Time spent on a page is a simple but powerful way to measure how engaged your users are. The more time they spend on your pages, the more likely they are engaged with your content. Here are some numbers that most experts agree on:
Good on-page duration metrics:
- Average time on site: 190.4 seconds (about 3 mins)
- Bounce Rate: 40.5%
- New Visits: 62.9%
Average Bounce Rate of Website per category
- Retail / eCommerce Sites: 20-40% Bounce
- Landing Pages: 70-90% Bounce Rate
- Portals (MSN, Yahoo, etc): 10-30%
- Services or FAQ sites: 10-30%
- Content Websites: 40-60%
- Blogs: 60-80%
- Lead Generation: 30-50%
If you are performing better than the average, that’s great! Keep going. If you are lagging, we can help.
How do you use Google Analytics to improve user engagement?
Focus on a few key factors proven to improve the way (and time) that users interact with your website.
Website design is a critical element. Make sure your website is clean, modern (like it’s from 2017) and intuitive to navigate. Only a few milliseconds pass before the eye makes the first impression.

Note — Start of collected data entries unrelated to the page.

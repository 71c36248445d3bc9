//! hfsck - offline consistency checking and repair queueing for persisted
//! hierarchical node stores.
//!
//! Runs outside the live engine, directly against decoded record streams,
//! and handles datasets far larger than memory: records are pulled through
//! a bounded streaming bridge, folded into deterministic relation indexes,
//! and scanned iteratively for structural corruption (multiple roots,
//! cycles, orphans, child-listing disagreements, dangling references).
//! Findings escalate a monotonic repair ledger that queues, but never
//! in-line applies, corrective actions; an explicit apply phase executes
//! them when (and only when) `fix` is requested.
//!
//! The check assumes exclusive offline access to the store. It is not a
//! live integrity enforcer and gives no guarantee under concurrent writes.
//!
//! # Example
//!
//! ```no_run
//! use std::sync::Arc;
//! use hfsck::{check_store, CheckOptions, StorePartition};
//! use hfsck::dump::DumpPartition;
//!
//! # fn main() -> hfsck::Result<()> {
//! let partitions: Vec<StorePartition> =
//!     DumpPartition::discover(std::path::Path::new("/data/store-dump"))?
//!         .into_iter()
//!         .map(Arc::new)
//!         .map(|p| StorePartition { source: p.clone(), store: p })
//!         .collect();
//!
//! let reports = check_store(&partitions, CheckOptions::default())?;
//! for report in &reports {
//!     println!("{}: clean={}", report.partition, report.clean);
//! }
//! # Ok(())
//! # }
//! ```

pub mod bridge;
pub mod check;
pub mod dump;
pub mod error;
pub mod id;
pub mod index;
pub mod progress;
pub mod record;
pub mod repair;
pub mod source;

pub use bridge::{StreamBridge, BRIDGE_QUEUE_CAP};
pub use check::{
    all_clean, check_store, CheckOptions, CheckReport, ConsistencyChecker, StorePartition,
};
pub use error::{CheckError, Result};
pub use id::NodeId;
pub use index::RelationIndex;
pub use progress::Progress;
pub use record::{NodeRecord, RefRecord};
pub use repair::{ApplyReport, Escalation, RepairAction, RepairLedger, RepairStatus};
pub use source::{MemoryStore, PartitionSource, StoreAdapter};
impl ConsistencyChecker {
    pub fn new(options: CheckOptions) -> Self {
        Self {
            options,
            historical: BTreeSet::new(),
        }
    }

    /// Check one partition; the sole core entry point.
    ///
    /// Streams the partition's records, runs all scans, logs per-category
    /// summaries, and (when `fix` is set) applies the queued repairs
    /// against `store`. A fatal source or storage error propagates and no
    /// partial result for the partition is trusted.
    pub fn check(
        &mut self,
        source: Arc<dyn PartitionSource>,
        store: &dyn StoreAdapter,
    ) -> Result<CheckReport> {
        let started = Instant::now();
        let name = source.name().to_string();
        info!("{name}: consistency check started");

        let state = self.ingest(&source)?;

        let mut ledger = RepairLedger::new();
        let mut report = CheckReport {
            partition: name.clone(),
            nodes: state.live.len() as u64,
            refs: state.references.entry_count() as u64,
            ..CheckReport::default()
        };

        for &id in &state.duplicated {
            warn!("{name}: conflicting bundles stored for node {id}");
            ledger.escalate(id, RepairStatus::Recheck, None);
        }
        report.duplicated_bundles = state.duplicated.len() as u64;

        self.scan_hierarchy(&name, &state, &mut ledger, &mut report);
        self.scan_child_listings(&name, &state, &mut ledger, &mut report);
        self.scan_references(&name, &state, &mut ledger, &mut report);

        report.queued_repairs = ledger.queued_len() as u64;
        report.actions = ledger.queued().to_vec();
        report.clean =
            report.defect_count() == 0 && (report.nodes == 0 || report.roots == 1);
        Self::log_summary(&report);

        if self.options.fix && ledger.queued_len() > 0 {
            let repairs = ledger.apply(store);
            store.flush()?;
            report.repairs = Some(repairs);
        }

        if source.historical() {
            self.historical.extend(state.live.iter().copied());
        }

        report.elapsed_ms = started.elapsed().as_millis() as u64;
        info!(
            "{name}: consistency check {} ({} nodes, {} queued repairs, {}ms)",
            if report.clean { "clean" } else { "found defects" },
            report.nodes,
            report.queued_repairs,
            report.elapsed_ms
        );
        Ok(report)
    }

    /// Ids retained from version-history partitions checked so far.
    pub fn historical_len(&self) -> usize {
        self.historical.len()
    }

    // ── Ingest ─────────────────────────────────────────────────────

    fn ingest(&self, source: &Arc<dyn PartitionSource>) -> Result<PartitionState> {
        let name = source.name().to_string();
        let mut state = PartitionState::default();

        let progress = Progress::new(format!("{name}: nodes"), source.node_count());
        let src = Arc::clone(source);
        let mut bridge =
            StreamBridge::spawn("nodes", progress.clone(), move |push| src.accept_nodes(push))?;
        for record in bridge.by_ref() {
            if record.id.is_no_parent() {
                warn!("{name}: record carries the reserved null id, skipped");
                continue;
            }
            if !state.live.insert(record.id) {
                state.duplicated.insert(record.id);
            }
            state.child_parent.put(record.id, record.parent);
            state
                .parent_children
                .put_all(record.id, record.children.iter().copied());
            state
                .references
                .put_all(record.id, record.references.iter().copied());
        }
        if let Some(e) = bridge.take_error() {
            return Err(e);
        }
        progress.finish();

        let progress = Progress::new(format!("{name}: references"), source.ref_count());
        let src = Arc::clone(source);
        let mut bridge =
            StreamBridge::spawn("refs", progress.clone(), move |push| src.accept_refs(push))?;
        for record in bridge.by_ref() {
            state.references.put(record.src, record.dst);
        }
        if let Some(e) = bridge.take_error() {
            return Err(e);
        }
        progress.finish();

        Ok(state)
    }

    // ── Scan 1: roots, cycles, orphans ─────────────────────────────

    /// Walk every node's parent chain once. Iterative on purpose: hierarchy
    /// depth is attacker-controlled input as far as stack use is concerned.
    fn scan_hierarchy(
        &self,
        name: &str,
        state: &PartitionState,
        ledger: &mut RepairLedger,
        report: &mut CheckReport,
    ) {
        let mut unvisited: BTreeSet<NodeId> = state.live.clone();
        let mut visited: HashSet<NodeId> = HashSet::with_capacity(state.live.len());
        let mut roots: Vec<NodeId> = Vec::new();

        while let Some(&start) = unvisited.iter().next() {
            let mut path: Vec<NodeId> = Vec::new();
            let mut on_path: HashSet<NodeId> = HashSet::new();
            let mut current = start;

            loop {
                path.push(current);
                on_path.insert(current);

                // Every live node has at least one parent entry; a missing
                // one would mean the indexes disagree with ingest.
                let Some(parent) = state.child_parent.get_first(&current) else {
                    break;
                };

                if parent.is_no_parent() {
                    roots.push(current);
                    break;
                }

                if !state.live.contains(&parent) {
                    warn!("{name}: node {current} orphaned, parent {parent} does not exist");
                    report.orphans += 1;
                    ledger.escalate(
                        current,
                        RepairStatus::Recheck,
                        Some(RepairAction::RemoveNode(current)),
                    );
                    break;
                }

                // Cross-check the other direction of this edge: the parent's
                // own child listing must name us. The chain itself is still
                // walkable, so keep going after recording the finding.
                if !state.parent_children.contains(&parent, &current) {
                    warn!("{name}: node {current} abandoned, parent {parent} does not list it");
                    report.abandoned += 1;
                    ledger.escalate(
                        current,
                        RepairStatus::Recheck,
                        Some(RepairAction::FixParentIntent {
                            child: current,
                            parent,
                        }),
                    );
                }

                if on_path.contains(&parent) {
                    self.record_cycle(name, state, &path, parent, ledger, report);
                    break;
                }

                if visited.contains(&parent) {
                    // Prefix validated by an earlier walk.
                    break;
                }

                current = parent;
            }

            for node in path {
                unvisited.remove(&node);
                visited.insert(node);
            }
        }

        report.roots = roots.len() as u64;
        if roots.is_empty() && !state.live.is_empty() {
            warn!("{name}: no root node found");
        }
        // Exactly one root is expected; whichever walk surfaced one first
        // wins and every further root is a corruption needing operator
        // judgement (no automated disposition is safe).
        for &extra in roots.iter().skip(1) {
            warn!("{name}: unexpected extra root node {extra}");
            ledger.escalate(extra, RepairStatus::Recheck, None);
        }
    }

    /// A parent-chain walk closed on itself. Record the cycle and cut
    /// exactly one edge by queueing removal of one member, which the cut
    /// re-classifies as orphaned.
    fn record_cycle(
        &self,
        name: &str,
        state: &PartitionState,
        path: &[NodeId],
        closing: NodeId,
        ledger: &mut RepairLedger,
        report: &mut CheckReport,
    ) {
        let Some(pos) = path.iter().position(|&n| n == closing) else {
            return;
        };
        let mut members: Vec<NodeId> = path[pos..].to_vec();
        members.sort_unstable();

        // Prefer cutting an edge the hierarchy only half-believes in: a
        // member whose parent does not list it. Ties and the fallback both
        // resolve to the smallest id so repeated runs cut the same edge.
        let victim = members
            .iter()
            .copied()
            .find(|&c| match state.child_parent.get_first(&c) {
                Some(p) => !state.parent_children.contains(&p, &c),
                None => true,
            })
            .unwrap_or(members[0]);

        warn!(
            "{name}: cycle of {} nodes detected, cutting at {victim}",
            members.len()
        );
        report.cycles += 1;
        report.orphans += 1;
        ledger.escalate(
            victim,
            RepairStatus::Recheck,
            Some(RepairAction::RemoveNode(victim)),
        );
    }

    // ── Scan 2: child-listing cross-check ──────────────────────────

    /// For every (parent, child) pair some bundle claims, verify the
    /// child's side of the story.
    fn scan_child_listings(
        &self,
        name: &str,
        state: &PartitionState,
        ledger: &mut RepairLedger,
        report: &mut CheckReport,
    ) {
        for (parent, child) in state.parent_children.iter() {
            if !state.live.contains(&child) {
                if self.options.allow_missing.contains(&child) {
                    continue;
                }
                warn!("{name}: node {parent} lists missing child {child}");
                report.missing_children += 1;
                ledger.escalate(
                    child,
                    RepairStatus::Recheck,
                    Some(RepairAction::UnlistChild { parent, child }),
                );
                continue;
            }

            let Some(recorded) = state.child_parent.get_first(&child) else {
                continue;
            };
            if recorded == parent {
                continue;
            }

            if !state.live.contains(&recorded) {
                // The child's own parent is gone; the hierarchy scan owns
                // the node-level orphan disposition, so only flag the
                // listing disagreement here.
                warn!(
                    "{name}: node {child} listed by {parent} but points at \
                     nonexistent parent {recorded}"
                );
                report.disconnected += 1;
                ledger.escalate(child, RepairStatus::Recheck, None);
            } else if state.parent_children.contains(&recorded, &child) {
                if self.options.strict {
                    warn!(
                        "{name}: node {child} listed by both {parent} and its \
                         recorded parent {recorded} (strict: not auto-repaired)"
                    );
                    report.disconnected += 1;
                    ledger.escalate(child, RepairStatus::Recheck, None);
                } else {
                    // Both sides of the true relationship agree; this
                    // listing is leftover state.
                    warn!("{name}: node {parent} holds stale child entry for {child}");
                    report.stale_children += 1;
                    ledger.escalate(
                        child,
                        RepairStatus::Pending,
                        Some(RepairAction::UnlistChild { parent, child }),
                    );
                }
            } else {
                warn!(
                    "{name}: node {child} disconnected, recorded parent {recorded} \
                     does not list it"
                );
                report.disconnected += 1;
                ledger.escalate(
                    child,
                    RepairStatus::Recheck,
                    Some(RepairAction::FixParentIntent { child, parent }),
                );
            }
        }
    }

    // ── Scan 3: dangling references ────────────────────────────────

    fn scan_references(
        &self,
        name: &str,
        state: &PartitionState,
        ledger: &mut RepairLedger,
        report: &mut CheckReport,
    ) {
        for (src, dst) in state.references.iter() {
            if state.live.contains(&dst) || self.historical.contains(&dst) {
                continue;
            }
            warn!("{name}: reference {src} -> {dst} targets a nonexistent node");
            report.dangling_refs += 1;
            ledger.escalate(
                src,
                RepairStatus::Pending,
                Some(RepairAction::RemoveReference { src, dst }),
            );
        }
    }

    // ── Summary ────────────────────────────────────────────────────

    /// One line per category, zero counts included: "no finding" must be
    /// distinguishable from "scan did not run".
    fn log_summary(report: &CheckReport) {
        let name = &report.partition;
        info!("{name}: found {} root nodes", report.roots);
        info!("{name}: found {} cycles", report.cycles);
        info!("{name}: found {} orphaned nodes", report.orphans);
        info!("{name}: found {} abandoned nodes", report.abandoned);
        info!("{name}: found {} missing children", report.missing_children);
        info!("{name}: found {} stale child entries", report.stale_children);
        info!("{name}: found {} disconnected nodes", report.disconnected);
        info!("{name}: found {} dangling references", report.dangling_refs);
        info!(
            "{name}: found {} duplicated bundles",
            report.duplicated_bundles
        );
    }
}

Content is an excellent way to engage your users. Having the right content that people are looking for improves engagement. We’ve written extensively about creating great interactive content.
Calls to Action (CTAs) are essential. After every post, give your users a suggestive action that would benefit them. It could be a signing up to receive a free e-book, encouraging them to visit your store, or directing them towards other areas of engagement on your website. Guide your users into what you want them to do.
Trust must be built immediately. Before most users will buy from a website, they need to trust it. Users feel confident when they see security badges, official seals, and certifications, a privacy page link at the bottom, etc. You also have an SSL certificate, right? (This creates the ‘https’ in your URL and signifies and secure website).
Easy does it. There are few things more painful to users than a website that makes them figure out how to use it. They don’t ask questions, they just leave. Design your website so the content that users want is fast and easy to find.
When you use Google Analytics, you get to see customer behavior. Understanding how users behave on your site, and even on individual pages, is critical. In fact, once you understand their behavior, you can make the engagement suggests above with clear goals in mind.